When I was little, I only ate cucumbers. My mom tried to put them in salads and on sandwiches, but I’d pick them off and eat them alone. He asks me why I’m talking about cucumbers. I kick my shoes off the side of the couch and rub my toes against the fabric. I tell him his couch is the color of a peeled cucumber and I think about the way food tastes with pill coating in my mouth.

The air in his office smells like sea salt and onions. Sometimes, I tell him, I think about drowning myself. I tell him that everything happening has happened before, and that I watch myself contribute to it. I inhale salt water, and he asks me if I’m breathing heavily because I’m agitated, and that agitates me.

In the bathroom, I gargle a handful of sink water. I see a different person in every mirror, but if I could cut the skin off my face I’d find myself. I’m a product of my repetition. Back in the office he offers me coffee, tea, and I think about what fish drink. If you put them in a tank of beer, would they get drunk? If you walk sixty steps from the left wall, you can make it to the right one, but he calls this pacing. I stopped counting out loud. Eighty-six weeks ago I would have called it crazy, but now I’m just waiting for a finger to tap against the glass.

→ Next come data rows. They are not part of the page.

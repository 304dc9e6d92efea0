//! Caller identity: who is on the other end of the bridge.
//!
//! The verifier resolves a caller uid into the packages it owns and the
//! SHA-256 fingerprints of their signing certificates, then checks them
//! against the single allow-listed identity.

pub mod fingerprint;
pub mod registry;
pub mod verifier;

pub use fingerprint::{format_colon_hex, normalize_fingerprint, Fingerprint};
pub use registry::{
    JsonPackageRegistry, ManifestRegistry, PackageEntry, PackageRegistry, SigningCertificates,
};
pub use verifier::{AllowlistEntry, AuthDecision, CallerIdentity, DenyReason, IdentityVerifier};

I tell him that I lost my virginity sitting on a baby changing station at a truck stop, and when it was over I felt like a mother and a fetus and a whore and a queen. Is the predominant difference between a sea cucumber and a land cucumber that one can sustain itself and the other needs a vine? He doesn’t answer. I lie on my back on the love seat across from him and wonder what his home life is like, even though I’m not supposed to. If I stare at the ceiling for too long, I start to see big gold triangles and when I close my eyes, they stay there and glow. In my dreams I swim out of my skin, but when I tell him about them he calls them nightmares. Sometimes I’ll look up and see the sun behind a skin of waves.

He taps his pen on his clipboard and I ask him what his ideal day would be. He asks, without answering, what mine would be. When I say a day underwater he asks how often I think about killing myself.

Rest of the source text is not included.